They say breakfast is the most important meal of the day. For children, however, it may be more important than we knew.

In a 2015 survey, 3 out of 4 public school teachers said they taught students who regularly came to school hungry. The biggest reason it was happening? Not enough food at home.

There are over 13 million kids who live in food-insecure families right now, meaning over 13 million kids don't have access to a reliable source of nutrition.


"If the students are not eating and not taking care of themselves with basic needs such as breakfast, then they’re not going to perform or be able to listen well in the classroom," says Dan Sharp, director of nutrition services for Mesa County Valley School District 51 in Colorado. "It’s a critically important aspect for them to be able to learn."

Research shows that hunger can affect a child's behavior and brain development.

A review from RTI International found that food insecurity can damage a child's developing brain and reduce his or her capacity to learn. One study even found that third-graders who've been food-insecure since kindergarten saw a 13% drop in their reading and math test scores when compared to their food-secure classmates.

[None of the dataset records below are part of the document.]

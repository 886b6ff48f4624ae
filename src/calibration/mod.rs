//! # Calibration models
//! Maps a raw machine rating to the rating this particular user would give.
//!
//! Capacity grows with the dataset: a small forest of shallow trees for a
//! handful of samples, deeper and larger forests once enough feedback exists.
//! The tier table and the random seed are plain configuration handed to
//! [`CalibrationModel::fit`].

pub mod forest;

use tracing::debug;

use crate::preferences::{CalibrationSample, UserPreferences};
use crate::DEFAULT_SCORE;
use forest::RandomForest;

pub const DEFAULT_SEED: u64 = 42;

/// Forest hyperparameters used once at least `min_samples` samples exist.
#[derive(Debug, Clone, Copy, PartialEq, Eq)]
pub struct CapacityTier {
    pub min_samples: usize,
    pub trees: usize,
    /// `None` grows trees until leaves are pure or too small.
    pub max_depth: Option<usize>,
    pub min_samples_leaf: usize,
}

impl CapacityTier {
    const fn new(min_samples: usize, trees: usize, max_depth: Option<usize>, min_samples_leaf: usize) -> Self {
        Self {
            min_samples,
            trees,
            max_depth,
            min_samples_leaf,
        }
    }
}

#[derive(Debug, Clone, PartialEq, Eq)]
pub struct CalibrationConfig {
    tiers: Vec<CapacityTier>,
    pub seed: u64,
}

impl Default for CalibrationConfig {
    fn default() -> Self {
        Self::new(
            vec![
                CapacityTier::new(0, 10, Some(2), 1),
                CapacityTier::new(20, 30, Some(4), 2),
                CapacityTier::new(50, 50, Some(8), 3),
                CapacityTier::new(100, 150, None, 4),
                CapacityTier::new(300, 300, None, 5),
            ],
            DEFAULT_SEED,
        )
    }
}

impl CalibrationConfig {
    /// Tiers are kept sorted by `min_samples`.
    pub fn new(mut tiers: Vec<CapacityTier>, seed: u64) -> Self {
        tiers.sort_by_key(|t| t.min_samples);
        Self { tiers, seed }
    }

    pub fn tiers(&self) -> &[CapacityTier] {
        &self.tiers
    }

    /// Tier with the largest key `<= n`; the smallest tier when none qualifies.
    pub fn tier_for(&self, n: usize) -> CapacityTier {
        self.tiers
            .iter()
            .rev()
            .find(|t| t.min_samples <= n)
            .or_else(|| self.tiers.first())
            .copied()
            .unwrap_or(CapacityTier::new(0, 10, Some(2), 1))
    }
}

#[derive(Debug, Clone)]
pub enum CalibrationModel {
    /// No samples yet: every prediction is `DEFAULT_SCORE`.
    Untrained,
    Forest {
        forest: RandomForest,
        tier: CapacityTier,
        samples: usize,
    },
}

impl CalibrationModel {
    pub fn fit(samples: &[CalibrationSample], cfg: &CalibrationConfig) -> Self {
        if samples.is_empty() {
            debug!("no calibration samples, using untrained model");
            return CalibrationModel::Untrained;
        }

        let x: Vec<f64> = samples.iter().map(|s| s.machine_rating).collect();
        let y: Vec<f64> = samples.iter().map(|s| s.user_rating).collect();
        let tier = cfg.tier_for(samples.len());
        debug!(
            samples = samples.len(),
            tier = tier.min_samples,
            trees = tier.trees,
            max_depth = ?tier.max_depth,
            min_samples_leaf = tier.min_samples_leaf,
            "fitting calibration forest"
        );

        CalibrationModel::Forest {
            forest: RandomForest::fit(&x, &y, &tier, cfg.seed),
            tier,
            samples: samples.len(),
        }
    }

    pub fn predict(&self, machine_rating: f64) -> f64 {
        match self {
            CalibrationModel::Untrained => DEFAULT_SCORE,
            CalibrationModel::Forest { forest, .. } => forest.predict(machine_rating),
        }
    }

    pub fn tier(&self) -> Option<CapacityTier> {
        match self {
            CalibrationModel::Untrained => None,
            CalibrationModel::Forest { tier, .. } => Some(*tier),
        }
    }

    pub fn sample_count(&self) -> usize {
        match self {
            CalibrationModel::Untrained => 0,
            CalibrationModel::Forest { samples, .. } => *samples,
        }
    }
}

/// The two per-user calibration models, rebuilt once per session.
#[derive(Debug, Clone)]
pub struct PreferenceModels {
    pub fluffiness: CalibrationModel,
    pub title_descriptiveness: CalibrationModel,
}

impl PreferenceModels {
    pub fn fit(prefs: &UserPreferences, cfg: &CalibrationConfig) -> Self {
        Self {
            fluffiness: CalibrationModel::fit(&prefs.fluffiness, cfg),
            title_descriptiveness: CalibrationModel::fit(&prefs.title_descriptiveness, cfg),
        }
    }
}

This clearly reduces a hungry child's potential for success in school — and in life.

Here's the thing though: Over 89,000 schools already offer breakfast. But only around half of the low-income student population participates.

That's right. Out of over 21 million students who qualify for a school breakfast, only 54% actually take advantage of it.

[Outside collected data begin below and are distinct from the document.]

//! Bagged CART regression trees over a single input feature.
//!
//! Each tree is grown on a bootstrap resample of the data. Splits minimise the
//! summed squared error of both children; thresholds sit halfway between
//! neighbouring distinct inputs. A tree stops growing at `max_depth`, when a
//! node is pure, or when no split leaves `min_samples_leaf` on both sides.

use rand::{rngs::StdRng, Rng, SeedableRng};

use super::CapacityTier;

#[derive(Debug, Clone)]
enum Node {
    Leaf(f64),
    Split {
        threshold: f64,
        left: Box<Node>,
        right: Box<Node>,
    },
}

impl Node {
    fn predict(&self, x: f64) -> f64 {
        match self {
            Node::Leaf(v) => *v,
            Node::Split {
                threshold,
                left,
                right,
            } => {
                if x <= *threshold {
                    left.predict(x)
                } else {
                    right.predict(x)
                }
            }
        }
    }

    fn depth(&self) -> usize {
        match self {
            Node::Leaf(_) => 0,
            Node::Split { left, right, .. } => 1 + left.depth().max(right.depth()),
        }
    }
}

#[derive(Debug, Clone)]
pub struct RegressionTree {
    root: Node,
}

impl RegressionTree {
    /// Grow a tree from `(x, y)` points. `points` must not be empty.
    pub fn fit(mut points: Vec<(f64, f64)>, max_depth: Option<usize>, min_samples_leaf: usize) -> Self {
        points.sort_by(|a, b| a.0.total_cmp(&b.0));
        let root = grow(&points, 0, max_depth, min_samples_leaf.max(1));
        Self { root }
    }

    pub fn predict(&self, x: f64) -> f64 {
        self.root.predict(x)
    }

    pub fn depth(&self) -> usize {
        self.root.depth()
    }
}

/// `points` is sorted by x.
fn grow(points: &[(f64, f64)], depth: usize, max_depth: Option<usize>, min_leaf: usize) -> Node {
    let n = points.len();
    let mean = points.iter().map(|p| p.1).sum::<f64>() / n as f64;

    if max_depth.is_some_and(|d| depth >= d) || n < 2 * min_leaf {
        return Node::Leaf(mean);
    }

    let sse_total: f64 = points.iter().map(|p| (p.1 - mean).powi(2)).sum();
    if sse_total <= f64::EPSILON {
        return Node::Leaf(mean);
    }

    match best_split(points, min_leaf) {
        Some((idx, threshold)) => {
            let (l, r) = points.split_at(idx);
            Node::Split {
                threshold,
                left: Box::new(grow(l, depth + 1, max_depth, min_leaf)),
                right: Box::new(grow(r, depth + 1, max_depth, min_leaf)),
            }
        }
        None => Node::Leaf(mean),
    }
}

/// Returns `(left_len, threshold)` of the lowest-error split, if any split is allowed.
fn best_split(points: &[(f64, f64)], min_leaf: usize) -> Option<(usize, f64)> {
    let n = points.len();
    let total_sum: f64 = points.iter().map(|p| p.1).sum();
    let total_sq: f64 = points.iter().map(|p| p.1 * p.1).sum();

    let mut best: Option<(usize, f64, f64)> = None;
    let mut left_sum = 0.0;
    let mut left_sq = 0.0;

    for i in 0..n - 1 {
        left_sum += points[i].1;
        left_sq += points[i].1 * points[i].1;

        let left_len = i + 1;
        let right_len = n - left_len;
        if left_len < min_leaf || right_len < min_leaf {
            continue;
        }
        // Equal inputs cannot be separated by a threshold.
        if points[i].0 >= points[i + 1].0 {
            continue;
        }

        let right_sum = total_sum - left_sum;
        let right_sq = total_sq - left_sq;
        let sse = (left_sq - left_sum * left_sum / left_len as f64)
            + (right_sq - right_sum * right_sum / right_len as f64);

        if best.map_or(true, |(_, _, b)| sse < b) {
            let threshold = (points[i].0 + points[i + 1].0) / 2.0;
            best = Some((left_len, threshold, sse));
        }
    }

    best.map(|(idx, threshold, _)| (idx, threshold))
}

/// Ensemble of bootstrap-trained trees; prediction is the mean over trees.
#[derive(Debug, Clone)]
pub struct RandomForest {
    trees: Vec<RegressionTree>,
}

impl RandomForest {
    /// Fit `tier.trees` trees. `x` and `y` must be non-empty and of equal length.
    pub fn fit(x: &[f64], y: &[f64], tier: &CapacityTier, seed: u64) -> Self {
        debug_assert_eq!(x.len(), y.len());
        debug_assert!(!x.is_empty());

        let n = x.len();
        let mut rng = StdRng::seed_from_u64(seed);
        let trees = (0..tier.trees.max(1))
            .map(|_| {
                let sample: Vec<(f64, f64)> = (0..n)
                    .map(|_| {
                        let i = rng.random_range(0..n);
                        (x[i], y[i])
                    })
                    .collect();
                RegressionTree::fit(sample, tier.max_depth, tier.min_samples_leaf)
            })
            .collect();
        Self { trees }
    }

    pub fn predict(&self, x: f64) -> f64 {
        let sum: f64 = self.trees.iter().map(|t| t.predict(x)).sum();
        sum / self.trees.len() as f64
    }

    pub fn tree_count(&self) -> usize {
        self.trees.len()
    }

    pub fn max_tree_depth(&self) -> usize {
        self.trees.iter().map(RegressionTree::depth).max().unwrap_or(0)
    }
}

#[cfg(test)]
mod tests {
    use super::*;

    fn tier(trees: usize, max_depth: Option<usize>, min_leaf: usize) -> CapacityTier {
        CapacityTier {
            min_samples: 0,
            trees,
            max_depth,
            min_samples_leaf: min_leaf,
        }
    }

    #[test]
    fn single_point_tree_is_constant() {
        let t = RegressionTree::fit(vec![(3.0, 7.0)], None, 1);
        assert_eq!(t.predict(0.0), 7.0);
        assert_eq!(t.predict(10.0), 7.0);
        assert_eq!(t.depth(), 0);
    }

    #[test]
    fn tree_separates_two_clusters() {
        let pts = vec![(1.0, 2.0), (1.5, 2.0), (8.0, 9.0), (8.5, 9.0)];
        let t = RegressionTree::fit(pts, Some(1), 1);
        assert_eq!(t.predict(1.2), 2.0);
        assert_eq!(t.predict(9.0), 9.0);
    }

    #[test]
    fn depth_limit_is_respected() {
        let pts: Vec<(f64, f64)> = (0..40).map(|i| (i as f64 / 4.0, (i % 7) as f64)).collect();
        let t = RegressionTree::fit(pts, Some(2), 1);
        assert!(t.depth() <= 2);
    }

    #[test]
    fn min_leaf_blocks_small_splits() {
        // Three points cannot be split into two leaves of at least two.
        let t = RegressionTree::fit(vec![(1.0, 0.0), (2.0, 5.0), (3.0, 10.0)], None, 2);
        assert_eq!(t.depth(), 0);
        assert!((t.predict(1.0) - 5.0).abs() < 1e-12);
    }

    #[test]
    fn identical_inputs_never_split() {
        let t = RegressionTree::fit(vec![(4.0, 1.0), (4.0, 9.0), (4.0, 5.0)], None, 1);
        assert_eq!(t.depth(), 0);
    }

    #[test]
    fn forest_is_deterministic_for_a_seed() {
        let x: Vec<f64> = (0..30).map(|i| i as f64 / 3.0).collect();
        let y: Vec<f64> = x.iter().map(|v| 10.0 - v).collect();
        let t = tier(30, Some(4), 2);
        let a = RandomForest::fit(&x, &y, &t, 42);
        let b = RandomForest::fit(&x, &y, &t, 42);
        for probe in [0.0, 2.5, 5.0, 7.5, 10.0] {
            assert_eq!(a.predict(probe), b.predict(probe));
        }
        assert_eq!(a.tree_count(), 30);
        assert!(a.max_tree_depth() <= 4);
    }

    #[test]
    fn forest_predictions_stay_within_target_range() {
        let x: Vec<f64> = (0..25).map(|i| (i % 11) as f64).collect();
        let y: Vec<f64> = (0..25).map(|i| ((i * 3) % 11) as f64).collect();
        let f = RandomForest::fit(&x, &y, &tier(10, None, 1), 7);
        for probe in [-5.0, 0.0, 3.3, 10.0, 20.0] {
            let p = f.predict(probe);
            assert!((0.0..=10.0).contains(&p), "prediction {p} out of range");
        }
    }
}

Image via Benny Lin/Flickr.

Why? Well, for many of these students, there's a certain stigma that comes along with it. Many are scared they'll be labeled as the "poor kids" when they're seen in the cafeteria so early. For others, they simply don't have the luxury to get to school way before class starts.

That's why school breakfast programs are more successful when meals are served after the first bell.

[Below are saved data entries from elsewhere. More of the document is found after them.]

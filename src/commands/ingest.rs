//! Ingestion command implementations

use crate::controller::{AppController, IngestReport, IngestRequest};
use crate::error::Result;
use crate::progress::spinner;
use std::path::PathBuf;
use tracing::info;

/// Ingest one or more PDF files, one collection per file.
pub async fn cmd_ingest_files(
    controller: &mut AppController,
    files: Vec<PathBuf>,
) -> Result<IngestReport> {
    info!("Ingesting {} file(s)", files.len());
    let bar = spinner("Ingesting files");
    let report = controller.add_source(IngestRequest::Files(files)).await;
    bar.finish_and_clear();
    report
}

/// Ingest pasted or piped text as a single collection.
pub async fn cmd_ingest_text(controller: &mut AppController, text: String) -> Result<IngestReport> {
    let bar = spinner("Ingesting text");
    let report = controller.add_source(IngestRequest::Text(text)).await;
    bar.finish_and_clear();
    report
}

/// Scrape and ingest website links, one collection per link.
pub async fn cmd_ingest_links(
    controller: &mut AppController,
    links: Vec<String>,
) -> Result<IngestReport> {
    info!("Ingesting {} link(s)", links.len());
    let bar = spinner("Scraping websites");
    let report = controller.add_source(IngestRequest::Links(links)).await;
    bar.finish_and_clear();
    report
}

/// Print an ingestion report to the console.
pub fn print_ingest_report(report: &IngestReport) {
    for source in &report.succeeded {
        println!("✓ {} ({})", source.name, source.kind.as_str());
    }
    for (item, error) in &report.failed {
        println!("✗ {}: {}", item, error);
    }
    println!(
        "\n{} source(s) ingested, {} failed, {} chunks written",
        report.succeeded.len(),
        report.failed.len(),
        report.chunks_written
    );
}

Hence the name for the Breakfast After the Bell legislation. Essentially, what this means is that some schools are no longer making breakfast an incentive if you're early. Rather, they're making it part of the normal school day. Schools either serve breakfast in the actual classroom or place a "grab and go" cart in the hallway for students to get what they need.

"It’s not just an educational importance," said Sharp. "To me, it’s also a childhood hunger program. It really is. It’s providing a gap in food needs for the highest poverty households that are in our school districts."

This minor shift in the model has already produced some exciting results.

Image via No Kid Hungry, used with permission.

A study by Deloitte found that students who eat breakfast in the classroom score an average of 17.5% higher on their standardized math tests.

They're more alert, more behaved, and less likely to get sick now that they have the fuel they need. This, in turn, sets them up for a much brighter future.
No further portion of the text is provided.